Ryan Hughes, head of active portfolios at AJ Bell, noted that as there is no clear definition of what constitutes ESG investing, it had focused on those with a “significant heritage of investing this way and have ESG in their DNA, rather than those who have only just seen the virtues of ESG investing”.

What difference will Covid make?

It’s one thing to invest ethically when everything seems to be rosy of course, but what about when things are less comfortable? Will Covid-19 have any impact on the value people put on ethics when it comes to their investing?

The answer varies, depending on who you speak to.

A survey by the FT and Savanta of wealth managers found that a whopping nine out of ten believed that the crisis would lead to an increase in interest in responsible investing, with advocates arguing that the pandemic has reinforced the fact that we are part of something much bigger and need to consider the impact our decisions have on other people, and the planet as a whole, beyond our own interests.

But then research from Deutsche Bank suggests that investors had significantly curtailed their investment in ESG funds in the last three months, begging the question of whether the interest in sustainable investing is really built on solid foundations.

In all honesty, it’s probably too soon to tell.
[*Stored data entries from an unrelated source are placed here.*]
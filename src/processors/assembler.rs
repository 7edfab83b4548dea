use rayon::prelude::*;

use crate::models::{FrameSequence, RecordTable};
use crate::processors::{DerivedVariableComputer, MissingValueSubstitutor, ZonalStatisticsExtractor};

/// Flattens a daily frame sequence into the terminal (region, date) table.
///
/// Every frame is extracted independently (frames in parallel), derived
/// variables are computed on raw statistics, and sentinel substitution runs
/// last. Output order is date-major, then region order as supplied. No
/// deduplication: duplicate region identifiers produce duplicate records.
pub struct SeriesAssembler {
    extractor: ZonalStatisticsExtractor,
    computer: DerivedVariableComputer,
    substitutor: MissingValueSubstitutor,
}

impl SeriesAssembler {
    pub fn new(
        extractor: ZonalStatisticsExtractor,
        computer: DerivedVariableComputer,
        substitutor: MissingValueSubstitutor,
    ) -> Self {
        Self {
            extractor,
            computer,
            substitutor,
        }
    }

    pub fn assemble(&self, sequence: &FrameSequence) -> RecordTable {
        let batches: Vec<Vec<crate::models::SeriesRecord>> = sequence
            .frames()
            .par_iter()
            .map(|frame| {
                let mut records = self.extractor.extract(frame);
                for record in &mut records {
                    self.computer.apply(record);
                    self.substitutor.apply(record);
                }
                records
            })
            .collect();

        let mut table = RecordTable::new(
            self.substitutor.fields().to_vec(),
            self.extractor.metadata_fields(),
        );
        table.records = batches.into_iter().flatten().collect();
        table
    }
}

#[cfg(test)]
mod tests {
    use super::*;
    use crate::config::HumidityConfig;
    use crate::models::{Frame, GridSpec, Region};
    use crate::utils::constants::SENTINEL;
    use chrono::{Duration, NaiveDate};
    use ndarray::Array2;
    use std::collections::BTreeMap;

    fn grid() -> GridSpec {
        GridSpec::new(0.0, 2.0, 1.0, 1.0, 4, 4).unwrap()
    }

    fn sequence(days: i64, value: f64) -> FrameSequence {
        let d0 = NaiveDate::from_ymd_opt(2020, 1, 1).unwrap();
        let frames = (0..days)
            .map(|i| {
                let mut bands = BTreeMap::new();
                bands.insert("NO2_column_number_density".to_string(), Array2::from_elem((4, 4), value));
                Frame::new(d0 + Duration::days(i), grid(), bands)
            })
            .collect();
        FrameSequence::new(grid(), frames).unwrap()
    }

    fn assembler(regions: Vec<Region>) -> SeriesAssembler {
        let extractor = ZonalStatisticsExtractor::new(regions, &grid(), 9000.0);
        let computer = DerivedVariableComputer::new(HumidityConfig {
            enabled: false,
            ..HumidityConfig::default()
        });
        let substitutor = MissingValueSubstitutor::new(
            vec!["NO2_column_number_density".to_string()],
            SENTINEL,
        );
        SeriesAssembler::new(extractor, computer, substitutor)
    }

    #[test]
    fn test_date_major_region_minor_order() {
        let regions = vec![
            Region::point("a", 0.5, 1.5).with_metadata("Countrycode", "IT"),
            Region::point("b", 2.5, 0.5),
        ];
        let table = assembler(regions).assemble(&sequence(3, 5.0));

        assert_eq!(table.len(), 6);
        let keys: Vec<(String, String)> = table
            .records
            .iter()
            .map(|r| (r.date_string(), r.region_id.clone()))
            .collect();
        assert_eq!(keys[0], ("2020-01-01".to_string(), "a".to_string()));
        assert_eq!(keys[1], ("2020-01-01".to_string(), "b".to_string()));
        assert_eq!(keys[2], ("2020-01-02".to_string(), "a".to_string()));
        assert_eq!(table.metadata_fields, vec!["Countrycode".to_string()]);
    }

    #[test]
    fn test_constant_raster_end_to_end_values() {
        let table = assembler(vec![Region::point("a", 0.5, 1.5)]).assemble(&sequence(3, 5.0));
        assert_eq!(table.len(), 3);
        for record in &table.records {
            assert_eq!(record.value("NO2_column_number_density"), Some(5.0));
        }
    }

    #[test]
    fn test_duplicate_regions_duplicate_records() {
        let regions = vec![Region::point("a", 0.5, 1.5), Region::point("a", 0.5, 1.5)];
        let table = assembler(regions).assemble(&sequence(1, 5.0));
        assert_eq!(table.len(), 2);
    }

    #[test]
    fn test_empty_sequence_yields_empty_table() {
        let table =
            assembler(vec![Region::point("a", 0.5, 1.5)]).assemble(&FrameSequence::empty(grid()));
        assert!(table.is_empty());
    }
}
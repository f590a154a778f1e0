use crate::decode::Latin1Lines;
use crate::error::{KeyTallyError, KtResult};
use crate::record::{
    KeystrokeRecord, EXPECTED_HEADER_LINE, FIELD_COUNT, KEY_NAME_LITERAL_LF, KEY_NAME_LITERAL_TAB,
};
use std::io::BufRead;
use std::iter::FusedIterator;

const COLUMN_COUNT_LITERAL_LF: usize = 8;
const COLUMN_COUNT_NORMAL: usize = FIELD_COUNT;
const COLUMN_COUNT_LITERAL_TAB: usize = 10;

// Slots that hold the split artifact in both recovery shapes.
const ARTIFACT_SLOT: usize = 7;

/// Lazy reader of keystroke records from a single log file.
///
/// The header is checked by [`KeystrokeReader::new`]. Iteration yields one
/// record per logical keystroke; a line split by a literal LF is merged with
/// the following physical line, and a literal TAB column is collapsed. The
/// first error ends the sequence and carries the physical line number where it
/// was detected.
pub struct KeystrokeReader<R> {
    lines: Latin1Lines<R>,
    line_index: usize,
    done: bool,
}

impl<R: BufRead> KeystrokeReader<R> {
    pub fn new(reader: R) -> KtResult<Self> {
        let mut this = Self {
            lines: Latin1Lines::new(reader),
            line_index: 0,
            done: false,
        };
        if let Err(e) = this.check_header() {
            return Err(KeyTallyError::at_line(this.line_index, e));
        }
        Ok(this)
    }

    /// Number of physical lines consumed so far, header included.
    pub fn line_index(&self) -> usize {
        self.line_index
    }

    fn check_header(&mut self) -> KtResult<()> {
        self.line_index += 1;
        let header = self.lines.next_line()?.unwrap_or_default();
        if header != EXPECTED_HEADER_LINE {
            return Err(KeyTallyError::Format(format!(
                "unexpected header line: '{}'",
                header
            )));
        }
        Ok(())
    }

    fn read_record(&mut self) -> KtResult<Option<KeystrokeRecord>> {
        self.line_index += 1;
        let Some(line) = self.lines.next_line()? else {
            return Ok(None);
        };

        let mut fields = split_fields(&line);
        match fields.len() {
            COLUMN_COUNT_NORMAL => {}
            COLUMN_COUNT_LITERAL_LF => {
                // Line feed inside a field: the record continues on the next line.
                self.line_index += 1;
                let Some(next_line) = self.lines.next_line()? else {
                    return Err(unexpected_format(&fields));
                };
                fields.extend(split_fields(&next_line));
                collapse_artifact(&mut fields, KEY_NAME_LITERAL_LF)?;
            }
            COLUMN_COUNT_LITERAL_TAB => collapse_artifact(&mut fields, KEY_NAME_LITERAL_TAB)?,
            _ => return Err(unexpected_format(&fields)),
        }

        let fields: [String; FIELD_COUNT] = fields
            .try_into()
            .map_err(|fields: Vec<String>| unexpected_format(&fields))?;
        KeystrokeRecord::try_from_fields(fields).map(Some)
    }
}

impl<R: BufRead> Iterator for KeystrokeReader<R> {
    type Item = KtResult<KeystrokeRecord>;

    fn next(&mut self) -> Option<Self::Item> {
        if self.done {
            return None;
        }
        match self.read_record() {
            Ok(Some(record)) => Some(Ok(record)),
            Ok(None) => {
                self.done = true;
                None
            }
            Err(e) => {
                self.done = true;
                Some(Err(KeyTallyError::at_line(self.line_index, e)))
            }
        }
    }
}

impl<R: BufRead> FusedIterator for KeystrokeReader<R> {}

fn split_fields(line: &str) -> Vec<String> {
    line.split('\t').map(str::to_owned).collect()
}

fn unexpected_format(fields: &[String]) -> KeyTallyError {
    KeyTallyError::Format(format!("unexpected format: {:?}", fields))
}

/// Drops the empty artifact column and writes `sentinel` into the key name slot.
fn collapse_artifact(fields: &mut Vec<String>, sentinel: &str) -> KtResult<()> {
    if fields.len() != COLUMN_COUNT_LITERAL_TAB
        || !fields[ARTIFACT_SLOT].is_empty()
        || !fields[ARTIFACT_SLOT + 1].is_empty()
    {
        return Err(unexpected_format(fields));
    }
    fields.remove(ARTIFACT_SLOT);
    fields[ARTIFACT_SLOT] = sentinel.to_string();
    Ok(())
}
Just because investors may have paused their activity during the Covid crisis, that doesn’t mean they’ve abandoned their ethical intentions ‒ it may be that they are simply shoring up their finances due to the uncertainty, with the aim of ramping up their investing again when things start to improve.

Ultimately only time will tell. But it seems pretty clear to me that investors are far more engaged now with where their money is being invested, and whether it’s going into businesses that are engaged in responsible, sustainable activity.

And so long as there is a drive from at least some investors to focus their activity on ethical areas, then investment firms will have to continue to deliver funds that match their requirements and provide a competitive return.

What’s more, for as long as ethical funds deliver superior results to non-ethical rivals, I don’t see much reason why you wouldn’t invest in them, no matter how important sustainability is to you.